Posted by on Oct 21, 2015 in Blogs, Electrical Safety, Residential Wiring | Comments Off on How to Run New Wires Through Your Home’s Old Walls

How to Run New Wires Through Your Home’s Old Walls

If you’re buying an older house, or your family has grown since you bought your existing home, remodeling and renovation are probably on your mind. Bathroom and kitchen remodeling are the most popular renovation jobs in the country, but you’ll have to think about residential wiring no matter what room you want to work on. Electrical remodeling can be as simple as adding an outlet or as complex as creating an entirely new circuit for part of a room. While elaborate jobs should always be left up to professional electricians, you can do some simple tasks if you’re confident with basic tools.

Preparing for the Job

Doing your own electrical remodeling is only possible if you’re fanatical about the safety rules. If you never cut any corners you’ll be able to do some simple jobs, but if you’re the type to take shortcuts, then rather leave the job to the professionals.

If you do want to proceed with the project, begin by turning off the power to the room at the breaker box. If it’s too dim in the room, use bright flashlights to see your work. Use a voltage tester to make sure the outlet you’ll be working on doesn’t have any power going to it. Once you’re sure there is no power running to the outlet, remove any objects hanging on the walls in that area, such as televisions or paintings. Use a stud finder to locate the studs in the wall, and mark them with a pencil.

Making the Cuts

The phrase “measure twice and cut once” may never be more important as it is in reference to making holes in your wall. Be very strategic in the placement of the holes so that you don’t make larger ones than necessary.

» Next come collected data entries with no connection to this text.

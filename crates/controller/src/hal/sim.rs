// SPDX-License-Identifier: BUSL-1.1
// Copyright (c) 2026 Alfred Jean LLC

//! Simulation GPIO backend.
//!
//! Honours every contract of [`GpioBackend`], records writes so tests can
//! observe pin state, and lets tests inject edges as a driver interrupt
//! would.

use std::collections::HashMap;

use parking_lot::Mutex;
use tokio::sync::broadcast;
use tokio::time::Instant;

use crate::error::HalError;
use crate::hal::gpio::{GpioBackend, RawEdge};

#[derive(Default)]
struct SimPins {
    levels: HashMap<u8, bool>,
    duty: HashMap<u8, f64>,
    pwm_running: HashMap<u8, bool>,
    /// Pins forced to fail, for fault-escalation tests.
    faulted: HashMap<u8, String>,
}

/// In-memory GPIO backend.
pub struct SimGpio {
    pins: Mutex<SimPins>,
    edge_tx: broadcast::Sender<RawEdge>,
}

impl SimGpio {
    pub fn new() -> Self {
        let (edge_tx, _) = broadcast::channel(256);
        Self { pins: Mutex::new(SimPins::default()), edge_tx }
    }

    /// Current logic level of a pin, if ever written.
    pub fn level(&self, pin: u8) -> Option<bool> {
        self.pins.lock().levels.get(&pin).copied()
    }

    /// Current PWM duty of a pin, if ever set.
    pub fn duty(&self, pin: u8) -> Option<f64> {
        self.pins.lock().duty.get(&pin).copied()
    }

    /// Whether the PWM channel on a pin is generating pulses.
    pub fn pwm_running(&self, pin: u8) -> bool {
        self.pins.lock().pwm_running.get(&pin).copied().unwrap_or(false)
    }

    /// Force all operations on a pin to fail with `HardwareFault`.
    pub fn inject_fault(&self, pin: u8, reason: &str) {
        self.pins.lock().faulted.insert(pin, reason.to_owned());
    }

    /// Clear an injected fault.
    pub fn clear_fault(&self, pin: u8) {
        self.pins.lock().faulted.remove(&pin);
    }

    /// Deliver an edge event as the driver interrupt thread would.
    pub fn inject_edge(&self, pin: u8) {
        let _ = self.edge_tx.send(RawEdge { pin, ts: Instant::now() });
    }

    fn check_fault(&self, pin: u8) -> Result<(), HalError> {
        if let Some(reason) = self.pins.lock().faulted.get(&pin) {
            return Err(HalError::HardwareFault(format!("pin {pin}: {reason}")));
        }
        Ok(())
    }
}

impl Default for SimGpio {
    fn default() -> Self {
        Self::new()
    }
}

impl GpioBackend for SimGpio {
    fn write(&self, pin: u8, level: bool) -> Result<(), HalError> {
        self.check_fault(pin)?;
        self.pins.lock().levels.insert(pin, level);
        Ok(())
    }

    fn read(&self, pin: u8) -> Result<bool, HalError> {
        self.check_fault(pin)?;
        Ok(self.pins.lock().levels.get(&pin).copied().unwrap_or(false))
    }

    fn pwm_start(&self, pin: u8, _frequency_hz: f64) -> Result<(), HalError> {
        self.check_fault(pin)?;
        let mut pins = self.pins.lock();
        pins.pwm_running.insert(pin, true);
        pins.duty.entry(pin).or_insert(0.0);
        Ok(())
    }

    fn pwm_set_duty(&self, pin: u8, duty_pct: f64) -> Result<(), HalError> {
        self.check_fault(pin)?;
        self.pins.lock().duty.insert(pin, duty_pct);
        Ok(())
    }

    fn pwm_stop(&self, pin: u8) -> Result<(), HalError> {
        let mut pins = self.pins.lock();
        pins.pwm_running.insert(pin, false);
        pins.duty.insert(pin, 0.0);
        Ok(())
    }

    fn subscribe_edges(&self, _pin: u8) -> Result<broadcast::Receiver<RawEdge>, HalError> {
        Ok(self.edge_tx.subscribe())
    }

    fn release(&self, pin: u8) {
        let mut pins = self.pins.lock();
        pins.pwm_running.remove(&pin);
    }
}
// SPDX-License-Identifier: BUSL-1.1
// Copyright (c) 2026 Alfred Jean LLC

//! Actuator drivers with a uniform activate/deactivate contract.
//!
//! Every driver refuses `activate` while already active and guarantees
//! release on any exit path. Emergency-stop reaches every driver through
//! `deactivate`.

pub mod dc_motor;
pub mod servo;
pub mod solenoid;
pub mod stepper;

use std::time::Duration;

use tokio::time::Instant;

use crate::error::ActuatorError;

pub use dc_motor::DcMotor;
pub use servo::Servo;
pub use solenoid::Solenoid;
pub use stepper::Stepper;

/// Driver variant tag, surfaced in status snapshots.
#[derive(Debug, Clone, Copy, PartialEq, Eq, serde::Serialize, serde::Deserialize)]
#[serde(rename_all = "snake_case")]
pub enum ActuatorKind {
    Solenoid,
    Servo,
    Stepper,
    DcMotor,
}

/// Live status of one driver.
#[derive(Debug, Clone, Copy)]
pub struct ActuatorStatus {
    pub kind: ActuatorKind,
    pub active: bool,
    pub last_fire_ts: Option<Instant>,
}

/// The common driver contract.
pub trait Actuator {
    /// Run the actuator for `duration` at `intensity_pct`. Fails with
    /// [`ActuatorError::Busy`] while already active.
    fn activate(
        &self,
        duration: Duration,
        intensity_pct: f64,
    ) -> impl std::future::Future<Output = Result<(), ActuatorError>> + Send;

    /// Force the actuator off. Used by emergency-stop; must return quickly.
    fn deactivate(
        &self,
    ) -> impl std::future::Future<Output = Result<(), ActuatorError>> + Send;

    fn status(&self) -> ActuatorStatus;
}
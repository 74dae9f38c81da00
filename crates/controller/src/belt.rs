// SPDX-License-Identifier: BUSL-1.1
// Copyright (c) 2026 Alfred Jean LLC

//! Conveyor belt controller: two relay lines for direction, a commanded
//! speed read by the scheduler.
//!
//! The speed value is read-heavy; it sits behind a short lock and is
//! snapshotted atomically at scheduling time.

use parking_lot::RwLock;
use serde::Serialize;

use crate::config::BeltSettings;
use crate::error::ActuatorError;
use crate::hal::{DigitalOut, Hal};

#[derive(Debug, Clone, Copy, PartialEq, Eq, Serialize)]
#[serde(rename_all = "snake_case")]
pub enum BeltDirection {
    Forward,
    Backward,
}

#[derive(Debug, Clone, Copy, Serialize)]
pub struct BeltSnapshot {
    pub running: bool,
    pub direction: BeltDirection,
    pub speed_mps: f64,
}

#[derive(Debug)]
struct State {
    running: bool,
    direction: BeltDirection,
    speed_mps: f64,
}

pub struct Belt {
    forward_relay: DigitalOut,
    backward_relay: DigitalOut,
    state: RwLock<State>,
}

impl Belt {
    pub fn new(hal: &Hal, settings: &BeltSettings) -> Result<Self, crate::error::HalError> {
        let active_high = !settings.is_active_low;
        Ok(Self {
            forward_relay: hal.digital_out(settings.pin_forward_relay, active_high)?,
            backward_relay: hal.digital_out(settings.pin_backward_relay, active_high)?,
            state: RwLock::new(State {
                running: false,
                direction: BeltDirection::Forward,
                speed_mps: settings.belt_speed_mps,
            }),
        })
    }

    pub fn start_forward(&self) -> Result<(), ActuatorError> {
        self.backward_relay.write(false)?;
        self.forward_relay.write(true)?;
        let mut state = self.state.write();
        state.running = true;
        state.direction = BeltDirection::Forward;
        tracing::info!("belt started forward");
        Ok(())
    }

    pub fn start_backward(&self) -> Result<(), ActuatorError> {
        self.forward_relay.write(false)?;
        self.backward_relay.write(true)?;
        let mut state = self.state.write();
        state.running = true;
        state.direction = BeltDirection::Backward;
        tracing::info!("belt started backward");
        Ok(())
    }

    pub fn stop(&self) -> Result<(), ActuatorError> {
        self.forward_relay.write(false)?;
        self.backward_relay.write(false)?;
        self.state.write().running = false;
        tracing::info!("belt stopped");
        Ok(())
    }

    /// Emergency path; identical to stop for a relay-driven belt.
    pub fn emergency_brake(&self) -> Result<(), ActuatorError> {
        self.stop()
    }

    /// Update the commanded speed. Rejects non-positive values so the
    /// scheduler never divides by zero.
    pub fn set_speed(&self, speed_mps: f64) -> Result<(), ActuatorError> {
        if speed_mps <= 0.0 || !speed_mps.is_finite() {
            return Err(ActuatorError::Hal(crate::error::HalError::NotReady(format!(
                "invalid belt speed {speed_mps}"
            ))));
        }
        self.state.write().speed_mps = speed_mps;
        Ok(())
    }

    /// Commanded speed, snapshotted at scheduling time.
    pub fn speed_mps(&self) -> f64 {
        self.state.read().speed_mps
    }

    pub fn is_running(&self) -> bool {
        self.state.read().running
    }

    pub fn snapshot(&self) -> BeltSnapshot {
        let state = self.state.read();
        BeltSnapshot {
            running: state.running,
            direction: state.direction,
            speed_mps: state.speed_mps,
        }
    }
}

#[cfg(test)]
#[path = "belt_tests.rs"]
mod tests;
// SPDX-License-Identifier: BUSL-1.1
// Copyright (c) 2026 Alfred Jean LLC

use clap::Parser;
use tracing::error;

use visifruit::config::Cli;

#[tokio::main]
async fn main() {
    let cli = Cli::parse();

    tracing_subscriber::fmt()
        .with_env_filter(
            tracing_subscriber::EnvFilter::try_from_default_env()
                .unwrap_or_else(|_| tracing_subscriber::EnvFilter::new("info")),
        )
        .init();

    match visifruit::run(cli).await {
        Ok(code) => std::process::exit(code),
        Err(e) => {
            error!("fatal: {e:#}");
            std::process::exit(1);
        }
    }
}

Measure and draw outlines with a pencil for all the drywall holes you need to make. Cut a hole across all studs for easier access to the area you’ll be working in. Use a drywall saw to make clean cuts, and set each square aside after you remove it. You’ll be replacing these squares when the electrical work is finished. If you’ll be traveling the wire for the length of the wall, cut an interim hole to help you to guide it to its final destination.

Use a right-angle saw with a round bit to cut holes through the studs for the wires to go through. You can rent these specialty saws through some hardware stores and most home improvement centers. If you’ll be running multiple cables through the wall, such as for a wall-mounted television, drill a separate, larger hole for holding conduit.

Running the Wires

Begin at the highest point and run the wires down through the inside of the wall. Gravity will help the wire to go where you want it to, but if you have any problems sending the wire to the right place, use fish tape to guide it. Fish tape, otherwise known as an electrician’s snake, is a long coil of wire designed to help pull wires through long expenses of wire. It’s coiled up but stiff, much like a metal measuring tape.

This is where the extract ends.